Myeloid-derived suppressor cells regulate B-cell responses

Abstract

Myeloid-derived suppressor cells (MDSCs) are a heterogeneous cell group, which share close phenotypical similarities with conventional myeloid cells. In contrast to conventional myeloid cells, MDSCs have the ability to suppress other immune cells. MDSCs have been reported to suppress dendritic cells (DCs), natural killer (NK) and natural killer T cells (NKT) cells. However, the “gold standard” to characterize and discriminate them from other myeloid cells is the ability to suppress T-cell function. MDSCs apply multiple mechanisms of suppression, including production of reactive oxygen and nitrogen species, arginase-1 and production of several immunomodulatory cytokines. MDSCs have been described to arise in several forms of cancer, where they correlate with poor prognosis. Beyond cancer, MDSCs have been involved in chronic inflammatory and autoimmune diseases. However, in these situations the effects of MDSCs are still controversial and need further investigation. B cells are the key players of the humoral adaptive immune response. Their main function is to produce antibodies. B cells are involved in eliminating mainly extracellular invasive pathogens. Moreover, they are important modulators of several diseases, such as systemic lupus erythematous and rheumatoid arthritis, where autoantibodies lead to the development of chronic inflammation and loss of tissue function. MDSCs suppress T cells and other immune cells functions, but their ability to modulate B-cell responses is still poorly understood.

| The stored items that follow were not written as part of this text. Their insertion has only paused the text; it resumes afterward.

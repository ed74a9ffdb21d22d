//! Vault lifecycle: liveness deadlines, trigger, time-lock, cancellation and
//! completion, driven end to end through the engine on a manual clock.

use assert_matches::assert_matches;
use vigil_core::time::{DAY_MS, HOUR_MS};
use vigil_core::{OwnerId, Scheme, VigilError};
use vigil_recovery::{
    CancellationReason, CheckInMethod, CheckInRequest, CheckInStatus, LivenessEvaluation,
    NewVault, PartyRole, RecoveryRequestStatus, VaultStatus,
};
use vigil_testkit::*;

#[test]
fn ninety_day_scenario_delivers_secret_after_time_lock() {
    let harness = EngineBuilder::new().build();
    let vault = harness.vault(Scheme::TWO_OF_THREE, 3, 0, 1);
    let sink = CapturingSecretSink::new();

    // day 90: due now, not yet overdue
    harness.advance_days(90);
    assert_matches!(
        harness.engine.evaluate_liveness(vault.vault_id).unwrap(),
        LivenessEvaluation::Warning
    );
    assert_matches!(
        harness.engine.evaluate_liveness(vault.vault_id).unwrap(),
        LivenessEvaluation::Unchanged(VaultStatus::Warning)
    );

    // day 91: overdue, recovery triggered
    harness.advance_days(1);
    let request_id = harness
        .engine
        .evaluate_liveness(vault.vault_id)
        .unwrap()
        .request_id()
        .unwrap();
    assert_eq!(
        harness.engine.vault(vault.vault_id).unwrap().status,
        VaultStatus::Triggered
    );

    // day 93: quorum, but the time-lock still runs
    harness.advance_days(2);
    let status = harness.approve_all(request_id, &vault.guardians[..2]);
    assert!(status.quorum_reached);
    assert_matches!(
        harness.engine.complete_recovery(request_id, &sink),
        Err(VigilError::RecoveryNotEligible)
    );
    assert_eq!(
        harness.engine.vault(vault.vault_id).unwrap().status,
        VaultStatus::Triggered
    );

    // one hour before day 98 the lock still holds
    harness.advance_days(4);
    harness.advance_ms(DAY_MS - HOUR_MS);
    assert_matches!(
        harness.engine.complete_recovery(request_id, &sink),
        Err(VigilError::RecoveryNotEligible)
    );
    assert_eq!(sink.delivery_count(), 0);

    // day 98: time-lock expired
    harness.advance_ms(HOUR_MS);
    let receipt = harness.engine.complete_recovery(request_id, &sink).unwrap();
    assert_eq!(receipt.beneficiaries, vault.beneficiaries);
    assert_eq!(sink.single_secret(), TEST_SECRET);

    assert_eq!(
        harness.engine.vault(vault.vault_id).unwrap().status,
        VaultStatus::Completed
    );
    assert_eq!(
        harness.engine.request(request_id).unwrap().status,
        RecoveryRequestStatus::Completed
    );
    assert_matches!(
        harness.engine.complete_recovery(request_id, &sink),
        Err(VigilError::InvalidStateTransition { .. })
    );
    assert_eq!(sink.delivery_count(), 1);
}

#[test]
fn completion_requires_quorum_before_time_lock() {
    let harness = EngineBuilder::new().build();
    let vault = harness.vault(Scheme::TWO_OF_THREE, 3, 0, 0);
    let request_id = harness.trigger(vault.vault_id);
    let sink = CapturingSecretSink::new();

    harness
        .engine
        .attest(request_id, vault.guardians[0], vigil_recovery::Decision::Approve)
        .unwrap();
    harness.advance_days(30);
    assert_matches!(
        harness.engine.complete_recovery(request_id, &sink),
        Err(VigilError::QuorumNotReached)
    );
}

#[test]
fn grace_deadline_is_inclusive() {
    let harness = EngineBuilder::new().with_grace_days(2).build();
    let vault = harness.vault(Scheme::TWO_OF_THREE, 3, 0, 0);

    harness.advance_days(92);
    assert_matches!(
        harness.engine.evaluate_liveness(vault.vault_id).unwrap(),
        LivenessEvaluation::Warning
    );
    harness.advance_ms(1);
    assert_matches!(
        harness.engine.evaluate_liveness(vault.vault_id).unwrap(),
        LivenessEvaluation::Triggered(_)
    );
}

#[test]
fn repeated_evaluation_creates_one_request() {
    let harness = EngineBuilder::new().build();
    let vault = harness.vault(Scheme::TWO_OF_THREE, 3, 0, 0);
    harness.advance_days(91);

    let first = harness.engine.evaluate_liveness(vault.vault_id).unwrap();
    let second = harness.engine.evaluate_liveness(vault.vault_id).unwrap();
    let swept = harness.engine.evaluate_all().unwrap();

    assert_matches!(first, LivenessEvaluation::Triggered(_));
    assert_eq!(second, LivenessEvaluation::AlreadyTriggered(first.request_id().unwrap()));
    assert_eq!(swept.len(), 1);
    assert_eq!(harness.engine.requests(vault.vault_id).unwrap().len(), 1);
    assert_eq!(
        harness
            .facts
            .kinds()
            .iter()
            .filter(|k| **k == "recovery_triggered")
            .count(),
        1
    );
}

#[test]
fn check_in_during_time_lock_cancels_recovery() {
    let harness = EngineBuilder::new().build();
    let vault = harness.vault(Scheme::TWO_OF_THREE, 3, 0, 0);
    let request_id = harness.trigger(vault.vault_id);
    harness.approve_all(request_id, &vault.guardians[..2]);

    harness.advance_days(3);
    let receipt = harness.check_in(vault.vault_id);
    assert_eq!(receipt.status, CheckInStatus::Success);
    assert_eq!(receipt.cancelled_request, Some(request_id));

    let request = harness.engine.request(request_id).unwrap();
    assert_eq!(request.status, RecoveryRequestStatus::Cancelled);
    assert_eq!(request.cancellation, Some(CancellationReason::OwnerCheckIn));
    assert_eq!(
        harness.engine.vault(vault.vault_id).unwrap().status,
        VaultStatus::Cancelled
    );

    harness.advance_days(10);
    assert_matches!(
        harness
            .engine
            .complete_recovery(request_id, &CapturingSecretSink::new()),
        Err(VigilError::InvalidStateTransition { .. })
    );
}

#[test]
fn check_in_after_time_lock_is_too_late() {
    let harness = EngineBuilder::new().build();
    let vault = harness.vault(Scheme::TWO_OF_THREE, 3, 0, 0);
    let request_id = harness.trigger(vault.vault_id);

    harness.advance_days(7);
    assert_matches!(
        harness
            .engine
            .check_in(password_check_in(vault.vault_id, harness.now())),
        Err(VigilError::CancellationWindowClosed)
    );
    assert_eq!(
        harness.engine.request(request_id).unwrap().status,
        RecoveryRequestStatus::Triggered
    );
    assert!(harness.engine.check_ins(vault.vault_id).unwrap().is_empty());
}

#[test]
fn failed_check_in_on_triggered_vault_is_locked_out() {
    let harness = EngineBuilder::new().build();
    let vault = harness.vault(Scheme::TWO_OF_THREE, 3, 0, 0);
    harness.trigger(vault.vault_id);

    let mut attempt = password_check_in(vault.vault_id, harness.now());
    attempt.verified = false;
    assert_matches!(harness.engine.check_in(attempt), Err(VigilError::VaultLocked));
}

#[test]
fn owner_cancellation_checks_owner_and_window() {
    let harness = EngineBuilder::new().build();
    let vault = harness.vault(Scheme::TWO_OF_THREE, 3, 0, 0);
    let request_id = harness.trigger(vault.vault_id);

    assert_matches!(
        harness.engine.cancel_recovery(vault.vault_id, OwnerId::new()),
        Err(VigilError::PermissionDenied { .. })
    );
    assert_eq!(
        harness
            .engine
            .cancel_recovery(vault.vault_id, vault.owner_id)
            .unwrap(),
        request_id
    );
    assert_eq!(
        harness.engine.request(request_id).unwrap().cancellation,
        Some(CancellationReason::OwnerCancelled)
    );
    assert_matches!(
        harness.engine.cancel_recovery(vault.vault_id, vault.owner_id),
        Err(VigilError::InvalidStateTransition { .. })
    );
}

#[test]
fn owner_cancellation_after_time_lock_is_rejected() {
    let harness = EngineBuilder::new().build();
    let vault = harness.vault(Scheme::TWO_OF_THREE, 3, 0, 0);
    harness.trigger(vault.vault_id);
    harness.advance_days(8);
    assert_matches!(
        harness.engine.cancel_recovery(vault.vault_id, vault.owner_id),
        Err(VigilError::CancellationWindowClosed)
    );
}

#[test]
fn retried_check_in_returns_original_receipt() {
    let harness = EngineBuilder::new().build();
    let vault = harness.vault(Scheme::TWO_OF_THREE, 3, 0, 0);
    harness.advance_days(10);

    let attempt = password_check_in(vault.vault_id, harness.now());
    let first = harness.engine.check_in(attempt.clone()).unwrap();
    harness.advance_ms(5_000);
    let retry = harness.engine.check_in(attempt).unwrap();

    assert_eq!(retry.check_in_id, first.check_in_id);
    assert_eq!(retry.next_check_in_due, first.next_check_in_due);
    assert!(retry.replayed);
    assert!(!first.replayed);
    assert_eq!(harness.engine.check_ins(vault.vault_id).unwrap().len(), 1);
}

#[test]
fn failed_check_in_is_audited_without_moving_deadline() {
    let harness = EngineBuilder::new().build();
    let vault = harness.vault(Scheme::TWO_OF_THREE, 3, 0, 0);
    harness.advance_days(10);
    harness.check_in(vault.vault_id);
    let before = harness.engine.vault(vault.vault_id).unwrap();
    assert_eq!(before.check_in_streak, 1);

    harness.advance_days(10);
    let receipt = harness
        .engine
        .check_in(CheckInRequest {
            vault_id: vault.vault_id,
            timestamp: harness.now(),
            method: CheckInMethod::BiometricFallback,
            verified: true,
            confidence: Some(0.5),
        })
        .unwrap();
    assert_eq!(receipt.status, CheckInStatus::Failed);
    assert_eq!(receipt.next_check_in_due, before.next_check_in_due);
    assert_eq!(receipt.streak, 0);

    let history = harness.engine.check_ins(vault.vault_id).unwrap();
    assert_eq!(history.len(), 2);
    assert_eq!(history[1].status, CheckInStatus::Failed);
}

#[test]
fn late_check_in_inside_grace_restarts_streak() {
    let harness = EngineBuilder::new().with_grace_days(5).build();
    let vault = harness.vault(Scheme::TWO_OF_THREE, 3, 0, 0);

    harness.advance_days(30);
    assert_eq!(harness.check_in(vault.vault_id).streak, 1);
    harness.advance_days(90);
    assert_eq!(harness.check_in(vault.vault_id).streak, 2);

    // two days into grace: accepted but late
    harness.advance_days(92);
    let receipt = harness.check_in(vault.vault_id);
    assert_eq!(receipt.streak, 1);
    assert_eq!(
        receipt.next_check_in_due,
        harness.now().saturating_add_ms(90 * DAY_MS)
    );
}

#[test]
fn check_in_clears_warning() {
    let harness = EngineBuilder::new().build();
    let vault = harness.vault(Scheme::TWO_OF_THREE, 3, 0, 0);
    harness.advance_days(85);
    harness.engine.evaluate_liveness(vault.vault_id).unwrap();
    assert_eq!(
        harness.engine.vault(vault.vault_id).unwrap().status,
        VaultStatus::Warning
    );

    harness.check_in(vault.vault_id);
    assert_eq!(
        harness.engine.vault(vault.vault_id).unwrap().status,
        VaultStatus::Active
    );
}

#[test]
fn schedule_update_recomputes_deadline_from_last_check_in() {
    let harness = EngineBuilder::new().build();
    let vault = harness.vault(Scheme::TWO_OF_THREE, 3, 0, 0);
    harness.advance_days(5);
    harness.check_in(vault.vault_id);
    let last = harness.now();

    harness.advance_days(1);
    let info = harness
        .engine
        .update_schedule(vault.vault_id, 30 * DAY_MS, DAY_MS)
        .unwrap();
    assert_eq!(info.next_check_in_due, last.saturating_add_ms(30 * DAY_MS));
    assert_eq!(
        info.grace_deadline,
        last.saturating_add_ms(31 * DAY_MS)
    );
    assert_matches!(
        harness.engine.update_schedule(vault.vault_id, 0, 0),
        Err(VigilError::Invalid { .. })
    );
}

#[test]
fn schedule_inside_warning_lead_is_rejected() {
    let harness = EngineBuilder::new().build();
    let vault = harness.vault(Scheme::TWO_OF_THREE, 3, 0, 0);

    // default warning lead is seven days
    assert_matches!(
        harness.engine.update_schedule(vault.vault_id, 7 * DAY_MS, 0),
        Err(VigilError::Invalid { .. })
    );
    let request = NewVault::new(OwnerId::new(), Scheme::TWO_OF_THREE, TEST_SECRET)
        .with_guardians((0..3).map(|n| email(PartyRole::Guardian, n)))
        .with_schedule(3 * DAY_MS, 0);
    assert_matches!(
        harness.engine.create_vault(request),
        Err(VigilError::Invalid { .. })
    );
    assert_eq!(
        harness.engine.vault(vault.vault_id).unwrap().status,
        VaultStatus::Active
    );
}

#[test]
fn terminal_vaults_are_read_only_but_deletable() {
    let harness = EngineBuilder::new().build();
    let vault = harness.vault(Scheme::TWO_OF_THREE, 3, 0, 0);
    harness.trigger(vault.vault_id);
    harness
        .engine
        .cancel_recovery(vault.vault_id, vault.owner_id)
        .unwrap();

    assert_matches!(
        harness.engine.check_in(password_check_in(vault.vault_id, harness.now())),
        Err(VigilError::InvalidStateTransition { .. })
    );
    assert_matches!(
        harness.engine.add_party(
            vault.vault_id,
            vigil_recovery::PartyRole::Beneficiary,
            "heir@example.com"
        ),
        Err(VigilError::InvalidStateTransition { .. })
    );
    assert_matches!(
        harness.engine.evaluate_liveness(vault.vault_id).unwrap(),
        LivenessEvaluation::Unchanged(VaultStatus::Cancelled)
    );

    harness.engine.delete_vault(vault.vault_id).unwrap();
    assert_matches!(
        harness.engine.vault(vault.vault_id),
        Err(VigilError::NotFound { .. })
    );
    assert!(harness.engine.requests(vault.vault_id).unwrap().is_empty());
}

#[test]
fn failed_operations_publish_no_facts() {
    let harness = EngineBuilder::new().build();
    let vault = harness.vault(Scheme::TWO_OF_THREE, 3, 0, 0);
    let published = harness.facts.facts().len();

    assert!(harness.engine.remove_party(vault.guardians[0]).is_err());
    assert_eq!(harness.facts.facts().len(), published);
}

#[test]
fn failed_delivery_still_closes_the_request() {
    let harness = EngineBuilder::new().build();
    let vault = harness.vault(Scheme::TWO_OF_THREE, 3, 0, 0);
    let request_id = harness.trigger(vault.vault_id);
    harness.approve_all(request_id, &vault.guardians[..2]);
    harness.advance_days(7);

    assert_matches!(
        harness.engine.complete_recovery(request_id, &FailingSecretSink),
        Err(VigilError::Internal { .. })
    );
    assert_eq!(
        harness.engine.request(request_id).unwrap().status,
        RecoveryRequestStatus::Completed
    );
}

The aim of this study is to study interactions between human polymorphonuclear-MDSCs (PMN-MDSCs) and B cells. For that purpose, we performed B-cell proliferation assays by co-culturing activated B-cell with PMNMDSCs. The data was then assessed by flow cytometry, image stream, and ELISA. Our studies demonstrate that human PMN-MDCs differentially modulate B-cell function by suppressing B-cell proliferation and antibody production in a stimulus- and dosedependent fashion. We further demonstrate that this MDSC-mediated effect is cellcontact dependent and involves established mediators such as arginase-1, nitric oxide (NO), reactive oxygen species (ROS) as well as B-cell death. Collectively, our studies provide novel evidence that human MDSCs modulate B cells, which could have future implications for immunotherapy approaches.